“we are facing a likely Monetary “Velocity-Armageddon” Spike.”…( A Must Read )

Wednesday, September 1, 2010
By Paul Martin

Velocity – Armageddon Antidotes

by Deepcaster
FinancialSense.com
Wed, 1 Sep 2010

“The crucial passage comes in Chapter 17 entitled “Velocity”. Each big inflation — whether the early 1920s in Germany, or the Korean and Vietnam wars in the US — starts with a passive expansion of the quantity of money. This sits inert for a surprisingly long time. Asset prices may go up, but latent price inflation is disguised. The effect is much like lighter fuel on a camp fire before the match is struck.
People’s willingness to hold money can change suddenly for a “psychological and spontaneous reason”, causing a spike in the velocity of money. It can occur at lightning speed, over a few weeks…
“Velocity took an almost right-angle turn upward in the summer of 1922,” said Mr. O Parsson. Reichsbank officials were baffled. They could not fathom why the German people had started to behave differently almost two years after the bank had already boosted the money supply.
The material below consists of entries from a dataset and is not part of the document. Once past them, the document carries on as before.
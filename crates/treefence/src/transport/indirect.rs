// SPDX-License-Identifier: Apache-2.0 OR MIT
// Copyright (c) 2025-2026 naskel.com

//! Indirect path over the launcher's control plane.
//!
//! The control plane is an external store-and-forward primitive. Each attempt
//! is a blocking call with its own timeout; [`IndirectPath`] layers the retry
//! schedule on top: `send_retries` attempts, sleeping `send_start_delay`
//! before the second and doubling after every failure.

use std::io;
use std::sync::Arc;
use std::time::Duration;

use crate::config::FenceConfig;
use crate::metrics::FenceMetrics;

/// Reliable point-to-point primitive provided by the launcher.
pub trait ControlPlane: Send + Sync {
    /// One blocking attempt to deliver `payload` to every host in `hosts`.
    fn send(&self, hosts: &[String], payload: &[u8], timeout: Duration) -> io::Result<()>;
}

/// Retry-with-backoff wrapper around a [`ControlPlane`].
pub struct IndirectPath {
    plane: Arc<dyn ControlPlane>,
    timeout: Duration,
    retries: u32,
    start_delay: Duration,
    metrics: Arc<FenceMetrics>,
}

impl IndirectPath {
    /// Wrap `plane` with the retry schedule from `config`.
    pub fn new(plane: Arc<dyn ControlPlane>, config: &FenceConfig, metrics: Arc<FenceMetrics>) -> Self {
        Self {
            plane,
            timeout: config.send_timeout(),
            retries: config.send_retries.max(1),
            start_delay: config.send_start_delay(),
            metrics,
        }
    }

    /// Deliver `payload`, retrying on failure. Blocks for the whole schedule.
    pub fn send(&self, hosts: &[String], payload: &[u8]) -> io::Result<()> {
        let mut delay = self.start_delay;
        let mut attempt = 1;
        loop {
            match self.plane.send(hosts, payload, self.timeout) {
                Ok(()) => return Ok(()),
                Err(e) if attempt >= self.retries => {
                    self.metrics.record_send_failure();
                    return Err(io::Error::new(
                        e.kind(),
                        format!("{} (after {} attempts)", e, attempt),
                    ));
                }
                Err(e) => {
                    log::warn!(
                        "[indirect] attempt {}/{} to {:?} failed: {}, retrying in {:?}",
                        attempt,
                        self.retries,
                        hosts,
                        e,
                        delay
                    );
                    self.metrics.record_send_retry();
                    std::thread::sleep(delay);
                    delay = delay.saturating_mul(2);
                    attempt += 1;
                }
            }
        }
    }
}

#[cfg(test)]
mod tests {
    use super::*;
    use parking_lot::Mutex;

    /// Fails the first `fail` attempts.
    struct Flaky {
        fail: u32,
        calls: Mutex<u32>,
    }

    impl ControlPlane for Flaky {
        fn send(&self, _hosts: &[String], _payload: &[u8], _timeout: Duration) -> io::Result<()> {
            let mut calls = self.calls.lock();
            *calls += 1;
            if *calls <= self.fail {
                Err(io::Error::new(io::ErrorKind::TimedOut, "no ack"))
            } else {
                Ok(())
            }
        }
    }

    fn path(plane: Arc<Flaky>, retries: u32) -> (IndirectPath, Arc<FenceMetrics>) {
        let config = FenceConfig::default().with_retries(retries, Duration::from_millis(1));
        let metrics = Arc::new(FenceMetrics::new());
        (IndirectPath::new(plane, &config, metrics.clone()), metrics)
    }

    #[test]
    fn test_retries_until_success() {
        let plane = Arc::new(Flaky {
            fail: 2,
            calls: Mutex::new(0),
        });
        let (path, metrics) = path(plane.clone(), 5);
        path.send(&["h".into()], b"x").expect("send");
        assert_eq!(*plane.calls.lock(), 3);
        assert_eq!(metrics.snapshot().send_retries, 2);
    }

    #[test]
    fn test_gives_up_after_bound() {
        let plane = Arc::new(Flaky {
            fail: u32::MAX,
            calls: Mutex::new(0),
        });
        let (path, metrics) = path(plane.clone(), 3);
        let err = path.send(&["h".into()], b"x").expect_err("must fail");
        assert_eq!(err.kind(), io::ErrorKind::TimedOut);
        assert_eq!(*plane.calls.lock(), 3);
        assert_eq!(metrics.snapshot().send_failures, 1);
    }
}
He contends that public patience snapped abruptly once people lost trust and began to “smell a government rat”.
Some might smile at the Bank of England “surprise” at the recent the jump in British inflation. Across the Atlantic, Fed critics say the rise in the US monetary base from $871bn to $2,024bn in just two years is an incendiary pyre that will ignite as soon as US money velocity returns to normal.